Week 10 Wednesday
Contents
Week 10 Wednesday#
Announcements#
Please fill out a course evaluation if you haven’t already! (I think that link will work; let me know if it doesn’t.)
I have office hours at 1pm today, in my office, RH 440J.
If you’re behind on the video quizzes, try to catch up today. I plan to convert them to “practice quizzes” and post the total video quiz score Thursday morning.
General plan for lectures this week: About 20 minutes lecture, then time to work on the course project.
I plan to have one Zoom office hour during our scheduled final exam time, 10:30am-11:30am on Monday, December 5th.

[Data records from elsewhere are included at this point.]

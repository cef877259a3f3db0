//! The suspense registry.
//!
//! One `SuspenseRoot` is owned per render thread and passed explicitly; there
//! is no process-global state. It maps request ids to their live sessions.
//!
//! Invariants:
//! - A request's entry exists from the start of its streaming render until
//!   its sink is closed; removal and close happen together.
//! - Once enabled, a root stays enabled.
//! - Mutation only happens on the owning thread (`Rc`/`RefCell`); a
//!   multi-threaded host keeps one root per thread.

use crate::session::RequestSession;
use core_types::RequestId;
use std::cell::RefCell;
use std::collections::HashMap;
use std::fmt;
use std::rc::{Rc, Weak};

pub(crate) struct RootState {
    enabled: bool,
    next_request: RequestId,
    requests: HashMap<RequestId, Rc<RequestSession>>,
}

impl Default for RootState {
    fn default() -> Self {
        Self {
            enabled: false,
            next_request: 1,
            requests: HashMap::new(),
        }
    }
}

#[derive(Clone, Default)]
pub struct SuspenseRoot {
    state: Rc<RefCell<RootState>>,
}

pub(crate) type WeakRoot = Weak<RefCell<RootState>>;

impl SuspenseRoot {
    pub fn new() -> Self {
        Self::default()
    }

    pub fn enable(&self) {
        let mut state = self.state.borrow_mut();
        if !state.enabled {
            log::debug!(target: "html.suspense", "suspense enabled");
            state.enabled = true;
        }
    }

    pub fn is_enabled(&self) -> bool {
        self.state.borrow().enabled
    }

    /// An id no live request is using.
    pub fn next_request_id(&self) -> RequestId {
        let mut state = self.state.borrow_mut();
        loop {
            let id = state.next_request;
            state.next_request = state.next_request.wrapping_add(1).max(1);
            if !state.requests.contains_key(&id) {
                return id;
            }
        }
    }

    /// Returns false, leaving the existing entry, if `id` is already live.
    pub(crate) fn insert(&self, id: RequestId, session: Rc<RequestSession>) -> bool {
        let mut state = self.state.borrow_mut();
        if state.requests.contains_key(&id) {
            return false;
        }
        state.requests.insert(id, session);
        true
    }

    pub fn get(&self, id: RequestId) -> Option<Rc<RequestSession>> {
        self.state.borrow().requests.get(&id).cloned()
    }

    pub(crate) fn remove(&self, id: RequestId) -> Option<Rc<RequestSession>> {
        self.state.borrow_mut().requests.remove(&id)
    }

    pub fn contains(&self, id: RequestId) -> bool {
        self.state.borrow().requests.contains_key(&id)
    }

    pub fn len(&self) -> usize {
        self.state.borrow().requests.len()
    }

    pub fn is_empty(&self) -> bool {
        self.len() == 0
    }

    /// Stop delivering output for `id`. In-flight work still runs to
    /// completion and is discarded. Returns false for unknown ids.
    pub fn cancel(&self, id: RequestId) -> bool {
        let Some(session) = self.get(id) else {
            return false;
        };
        log::debug!(target: "html.suspense", "cancel request {id}");
        session.cancel();
        true
    }

    pub(crate) fn downgrade(&self) -> WeakRoot {
        Rc::downgrade(&self.state)
    }

    pub(crate) fn remove_from(root: &WeakRoot, id: RequestId) {
        if let Some(state) = root.upgrade() {
            state.borrow_mut().requests.remove(&id);
        }
    }
}

impl fmt::Debug for SuspenseRoot {
    fn fmt(&self, f: &mut fmt::Formatter<'_>) -> fmt::Result {
        let state = self.state.borrow();
        f.debug_struct("SuspenseRoot")
            .field("enabled", &state.enabled)
            .field("requests", &state.requests.len())
            .finish()
    }
}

Some random project advice#
Where to get ideas?
Browsing Kaggle is the most fun, but it might also be overwhelming. Browsing our class worksheets would be an equally good option. I’ll be very happy if your project shows that you understood material from our worksheets.
What is realistic?
A rule of thumb is that, if a human expert could not do something, then you shouldn’t expect a Machine Learning algorithm to be able to do it. For example, a human expert can predict the price of a house quite accurately. A human expert probably cannot predict the zip code of a house.
That rule of thumb is for advanced machine learning models. You shouldn’t expect something written in a short period of time to match a human expert. Maybe more realistic is to try to do better than random guessing or some other simple baseline algorithm (like always predicting the median value).
What if my project is too short?
One option is just load a different dataset and do something else. (Don’t do the same thing twice… that’s not a good use of time.)
What should I do to get a good grade?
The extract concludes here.